Foi com a mesma Unção do Espírito que o Senhor nos consagrou como filhos de Deus, no Batismo, nos fortaleceu com a sua plenitude, no Crisma, e nos Ordenou para assumirmos o Seu ministério e a Sua missão. Trazemos um tesouro em vasos de barro. Mesmo assim, não menosprezemos a Unção da nossa Ordenação que permanece e nos habilita para a missão.

Ungir uma pessoa com o sagrado óleo do Crisma é uma ação que acontece no contexto de uma Liturgia, e envolve-nos porque estamos a dar o que também nós recebemos. Citando o Cardeal Bergoglio, depois Papa Francisco: “Ungir é um gesto que se faz com todo o ser, com as mãos, com o coração, com a palavra. É um gesto de doação total, um gesto que quer ser fecundo e vital. Um gesto de Pai”. A unção tem a ver com uma oração apostólica que tem o selo do júbilo de Jesus (…). Tem a ver com a proximidade (…). Tem a ver com o bom humor que dá o tom ao trabalho quotidiano (…). A unção tem a ver com a misericórdia (…) e também com a pregação. (Buenos Aires, 2011).

Na sinagoga de Nazaré, em contexto de assembleia de crentes, Jesus foi um bom leitor e bom comentador. Sabia o que estava a fazer e qual o significado daquele momento e daquela palavra.

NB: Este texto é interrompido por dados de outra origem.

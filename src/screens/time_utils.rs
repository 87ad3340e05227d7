use time::{Duration, OffsetDateTime};

use crate::view::Tone;

/// `just now`, `5m ago`, `3h ago`, `12d ago`.
pub(crate) fn fmt_since(ts: OffsetDateTime, now: OffsetDateTime) -> String {
    // Clock skew can put remote timestamps slightly in the future.
    let mins = (now - ts).whole_minutes().max(0);
    let hours = mins / 60;
    let days = hours / 24;

    if mins < 1 {
        "just now".to_string()
    } else if mins < 60 {
        format!("{}m ago", mins)
    } else if hours < 24 {
        format!("{}h ago", hours)
    } else {
        format!("{}d ago", days)
    }
}

pub(crate) fn fmt_since_opt(ts: Option<OffsetDateTime>, now: OffsetDateTime, missing: &str) -> String {
    ts.map(|ts| fmt_since(ts, now))
        .unwrap_or_else(|| missing.to_string())
}

/// Fresh within the hour, stale after a day.
pub(crate) fn age_tone(ts: Option<OffsetDateTime>, now: OffsetDateTime) -> Tone {
    match ts.map(|ts| now - ts) {
        None => Tone::Dim,
        Some(age) if age < Duration::HOUR => Tone::Good,
        Some(age) if age < Duration::DAY => Tone::Warn,
        Some(_) => Tone::Dim,
    }
}

/// Wall-clock `HH:MM:SS` in UTC.
pub(crate) fn fmt_clock(ts: OffsetDateTime) -> String {
    let ts = ts.to_offset(time::UtcOffset::UTC);
    format!("{:02}:{:02}:{:02}", ts.hour(), ts.minute(), ts.second())
}

/// `1.5 KB` style sizes with one decimal, base 1024.
pub(crate) fn fmt_bytes(bytes: u64) -> String {
    const UNITS: [&str; 5] = ["B", "KB", "MB", "GB", "TB"];
    if bytes == 0 {
        return "0 B".to_string();
    }
    let mut value = bytes as f64;
    let mut unit = 0;
    while value >= 1024.0 && unit < UNITS.len() - 1 {
        value /= 1024.0;
        unit += 1;
    }
    format!("{:.1} {}", value, UNITS[unit])
}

A Liturgia da Igreja supõe a continuada formação espiritual e pastoral das pessoas intervenientes. Num tempo em que se vislumbra a instituição de Leitores e Acólitos, entre os leigos nas Paróquias, é nossa responsabilidade de pastores cuidar de o promover, com benefício para a qualidade das nossas celebrações litúrgicas.

Caros padres, este dia de Quinta-feira Santa, com a acentuada dimensão de fraternidade dos discípulos de Cristo, é um apelo à nossa consideração e estima de uns pelos outros, no reconhecimento de que estamos todos vinculados pelo mesmo sacramento da Ordem, pela mesma Eucaristia que celebramos com o povo de Deus, pela mesma graça espiritual que tem em Cristo Pascal a sua origem.

Sintamo-nos gratos, porque nenhum de nós foi chamado por mérito. Foi e é por bondade e compaixão pelo seu povo que o Senhor Jesus nos chamou e continua a chamar novos candidatos para o exercício do seu ministério.

Renovai os vossos compromissos, tendo presente a palavra de São Paulo a Timóteo (2Tim 1,6) «Recomendo-te que reanimes o dom de Deus que se encontra em ti, pela imposição das minhas mãos”. Irmãos sacerdotes, que a vossa resposta «Sim, quero», seja uma afirmação de fé e confiança em Cristo, «Aquele que nos ama e pelo seu sangue nos libertou do pecado e fez de nós um reino de sacerdotes para Deus, seu Pai» (Ap 1,5-6), como ouvimos do Livro do Apocalipse.

A Virgem Maria, Mãe dos discípulos, e São José, Patrono universal da Igreja, nos acompanham.